NYC Spends $44,000 Per Student — Test Scores Are Mediocre and Enrollment Is Collapsing
New York City's Department of Education is burning through a record $43 billion this year while educating 157,900 fewer students than a decade ago. The money isn't buying results — Big Apple kids score middle-of-the-pack among major urban districts. This story is getting real traction only in right-leaning outlets, but the numbers themselves are hard to spin away.

$43 Billion. 157,900 Fewer Kids. Middle-of-the-Pack Scores.

New York City is spending $44,000 per student on public education this year. That's the highest per-pupil spend of any large urban school district in the United States — 50% more than Los Angeles or Chicago, according to federal education data cited by the NY Post.

The total bill: $43 billion. A record.

And enrollment is in freefall.

The Math Doesn't Work

The NYC Department of Education has 157,900 fewer students than it did ten years ago. Despite that, it operates 39 more schools than it did then.

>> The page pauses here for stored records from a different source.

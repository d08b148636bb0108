use rocket::{
  fairing::AdHoc,
  figment::Figment,
  http::{ContentType, Header, Status},
  serde::json::{json, Json, Value},
  Build, Rocket, State,
};
use study_data::{answers::ParticipantId, store, study::UNKNOWN_FORM, Study, StudyConfig};

mod cors;

type Failure = (Status, Json<Value>);
type ApiResult = Result<Json<Value>, Failure>;

fn failure(status: Status, message: impl std::fmt::Display) -> Failure {
  (status, Json(json!({ "message": message.to_string() })))
}

fn internal(err: anyhow::Error) -> Failure {
  log::error!("{err:?}");
  failure(Status::InternalServerError, err)
}

fn success() -> Json<Value> {
  Json(json!({ "status": "success" }))
}

fn participant(userid: Option<&str>) -> Result<ParticipantId, Failure> {
  match userid {
    Some(userid) if !userid.trim().is_empty() => {
      ParticipantId::new(userid).map_err(|e| failure(Status::BadRequest, e))
    }
    _ => Err(failure(Status::BadRequest, "userid must not be empty")),
  }
}

fn body_userid(body: &Value) -> Option<&str> {
  body
    .get("userid")
    .and_then(Value::as_str)
    .filter(|userid| !userid.trim().is_empty())
}

#[rocket::get("/")]
fn index() -> &'static str {
  "STUDY BACKEND"
}

#[rocket::post("/register")]
fn register(study: &State<Study>) -> ApiResult {
  let id = study.register().map_err(internal)?;
  Ok(Json(json!({ "userid": id })))
}

// Malformed or anonymous submissions are acknowledged and dropped.
#[rocket::post("/submit-form", format = "json", data = "<data>")]
fn submit_form(data: Option<Json<Value>>, study: &State<Study>) -> ApiResult {
  let Some(Json(body)) = data else {
    return Ok(success());
  };
  let Some(userid) = body_userid(&body) else {
    return Ok(success());
  };
  let id = participant(Some(userid))?;
  let form_key = body
    .get("form_key")
    .and_then(Value::as_str)
    .filter(|key| !key.is_empty())
    .unwrap_or(UNKNOWN_FORM)
    .to_string();
  store::validate_form_key(&form_key).map_err(|e| failure(Status::BadRequest, e))?;
  study.record_submission(&id, &form_key, body).map_err(internal)?;
  Ok(success())
}

#[rocket::post("/lesson-complete", format = "json", data = "<data>")]
fn lesson_complete(data: Option<Json<Value>>, study: &State<Study>) -> ApiResult {
  let Some(Json(body)) = data else {
    return Ok(success());
  };
  let Some(userid) = body_userid(&body) else {
    return Ok(success());
  };
  let id = participant(Some(userid))?;
  study.record_lesson(&id, body).map_err(internal)?;
  Ok(success())
}

#[rocket::get("/group?<userid>")]
fn group(userid: Option<&str>, study: &State<Study>) -> ApiResult {
  let id = participant(userid)?;
  let group = study.assign(&id).map_err(internal)?;
  Ok(Json(json!({ "group": group })))
}

#[rocket::get("/completion?<userid>")]
fn completion(userid: Option<&str>, study: &State<Study>) -> ApiResult {
  let id = participant(userid)?;
  study.store().ensure_participant(&id).map_err(internal)?;
  Ok(Json(json!({ "completed": study.completion(&id) })))
}

#[rocket::post("/completion", format = "json", data = "<data>")]
fn set_completion(data: Option<Json<Value>>, study: &State<Study>) -> ApiResult {
  let Some(Json(body)) = data else {
    return Ok(success());
  };
  let id = participant(body.get("userid").and_then(Value::as_str))?;
  let completed = body.get("completed").map(store::is_truthy).unwrap_or(true);
  study.set_completion(&id, completed).map_err(internal)?;
  Ok(Json(json!({ "status": "success", "completed": completed })))
}

#[derive(rocket::Responder)]
struct LedgerDownload {
  inner: Vec<u8>,
  content_type: ContentType,
  disposition: Header<'static>,
}

#[rocket::get("/user-record")]
fn user_record(study: &State<Study>) -> Result<LedgerDownload, Failure> {
  match study.export_ledger().map_err(internal)? {
    Some(bytes) => Ok(LedgerDownload {
      inner: bytes,
      content_type: ContentType::new("text", "tab-separated-values")
        .with_params(("charset", "utf-8")),
      disposition: Header::new(
        "Content-Disposition",
        "attachment; filename=\"user_record.tsv\"",
      ),
    }),
    None => Err(failure(Status::NotFound, "ledger file does not exist")),
  }
}

fn build(figment: Figment) -> Rocket<Build> {
  rocket::custom(figment)
    .attach(cors::CORS)
    .attach(AdHoc::try_on_ignite("Study data", |rocket| async move {
      let extracted = rocket.figment().extract_inner::<StudyConfig>("study");
      let config = match extracted {
        Ok(config) => config,
        Err(e) if e.missing() => StudyConfig::default(),
        Err(e) => {
          log::error!("Invalid study configuration: {e}");
          return Err(rocket);
        }
      };
      match Study::open(&config) {
        Ok(study) => Ok(rocket.manage(study)),
        Err(e) => {
          log::error!("Failed to open {}: {e:?}", config.data_dir.display());
          Err(rocket)
        }
      }
    }))
    .mount(
      "/",
      rocket::routes![
        index,
        register,
        submit_form,
        lesson_complete,
        group,
        completion,
        set_completion,
        user_record,
        cors::all_options
      ],
    )
}

#[rocket::launch]
fn rocket() -> _ {
  build(rocket::Config::figment())
}

#[cfg(test)]
mod tests {
  use super::*;
  use rocket::local::blocking::Client;
  use tempfile::TempDir;

  fn client(dir: &TempDir) -> Client {
    let figment = rocket::Config::figment().merge(("study.data_dir", dir.path()));
    Client::tracked(build(figment)).unwrap()
  }

  fn post_json(client: &Client, uri: &'static str, body: Value) -> Value {
    let response = client
      .post(uri)
      .header(ContentType::JSON)
      .body(body.to_string())
      .dispatch();
    assert_eq!(response.status(), Status::Ok, "{uri}");
    response.into_json().unwrap()
  }

  #[test]
  fn participant_flow() {
    let dir = TempDir::new().unwrap();
    let client = client(&dir);

    let registered = post_json(&client, "/register", json!({}));
    let userid = registered["userid"].as_str().unwrap().to_string();
    assert_eq!(userid.len(), 16);

    let response = client.get(format!("/group?userid={userid}")).dispatch();
    assert_eq!(response.into_json::<Value>().unwrap(), json!({ "group": "group1" }));

    let submitted = post_json(
      &client,
      "/submit-form",
      json!({
        "userid": userid,
        "form_key": "post6_1",
        "answers": [{ "index": 1, "selected_choice": ["A", "B", "C", "D"] }],
      }),
    );
    assert_eq!(submitted, json!({ "status": "success" }));
    post_json(&client, "/lesson-complete", json!({ "userid": userid, "duration_ms": 5000 }));

    let response = client.get(format!("/completion?userid={userid}")).dispatch();
    assert_eq!(response.into_json::<Value>().unwrap(), json!({ "completed": false }));

    let completed = post_json(&client, "/completion", json!({ "userid": userid }));
    assert_eq!(completed, json!({ "status": "success", "completed": true }));
    let response = client.get(format!("/completion?userid={userid}")).dispatch();
    assert_eq!(response.into_json::<Value>().unwrap(), json!({ "completed": true }));

    let response = client.get("/user-record").dispatch();
    assert_eq!(response.status(), Status::Ok);
    assert_eq!(
      response.headers().get_one("Content-Disposition"),
      Some("attachment; filename=\"user_record.tsv\"")
    );
    let tsv = response.into_string().unwrap();
    let mut lines = tsv.lines();
    assert!(lines.next().unwrap().starts_with("userid\tgroup\tlesson-duration_seconds"));
    let row = lines.next().unwrap();
    assert!(row.starts_with(&format!("{userid}\tgroup1\t5\t")));
    assert!(lines.next().is_none());
  }

  #[test]
  fn missing_userid_is_rejected() {
    let dir = TempDir::new().unwrap();
    let client = client(&dir);
    assert_eq!(client.get("/group").dispatch().status(), Status::BadRequest);
    assert_eq!(client.get("/completion?userid=").dispatch().status(), Status::BadRequest);
    let response = client
      .post("/completion")
      .header(ContentType::JSON)
      .body("{}")
      .dispatch();
    assert_eq!(response.status(), Status::BadRequest);
  }

  #[test]
  fn malformed_submissions_are_acknowledged() {
    let dir = TempDir::new().unwrap();
    let client = client(&dir);
    let response = client
      .post("/submit-form")
      .header(ContentType::JSON)
      .body("not json")
      .dispatch();
    assert_eq!(response.status(), Status::Ok);
    assert_eq!(post_json(&client, "/submit-form", json!({ "form_key": "pre2" }))["status"], "success");
    assert!(fs_entries(&dir).is_empty());
  }

  fn fs_entries(dir: &TempDir) -> Vec<String> {
    std::fs::read_dir(dir.path())
      .unwrap()
      .map(|entry| entry.unwrap().file_name().to_string_lossy().into_owned())
      .filter(|name| name != "user_record.tsv")
      .collect()
  }

  #[test]
  fn preflight_gets_cors_headers() {
    let dir = TempDir::new().unwrap();
    let client = client(&dir);
    let response = client.options("/submit-form").dispatch();
    assert_eq!(response.status(), Status::NoContent);
    assert_eq!(response.headers().get_one("Access-Control-Allow-Origin"), Some("*"));
  }
}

Right now, 249 of the city's 1,600 schools — that's 15% — are running below 50% capacity. Nearly half of all city public schools have fewer than 400 students. 134 schools are educating fewer than 150 kids each.

The City School Construction Authority projects enrollment will crater by another 153,000 students by 2034-35, bottoming out at roughly 721,000 students in traditional public schools.

More money. Fewer students. More half-empty buildings.

What Are Taxpayers Getting?

Not much, by the numbers.

Andrew Rein, executive director of the Citizens Budget Commission, said: "Despite the City spending $44,000 per student, too many of its schools are delivering middling results, and some parents are increasingly choosing charters over traditional public schools."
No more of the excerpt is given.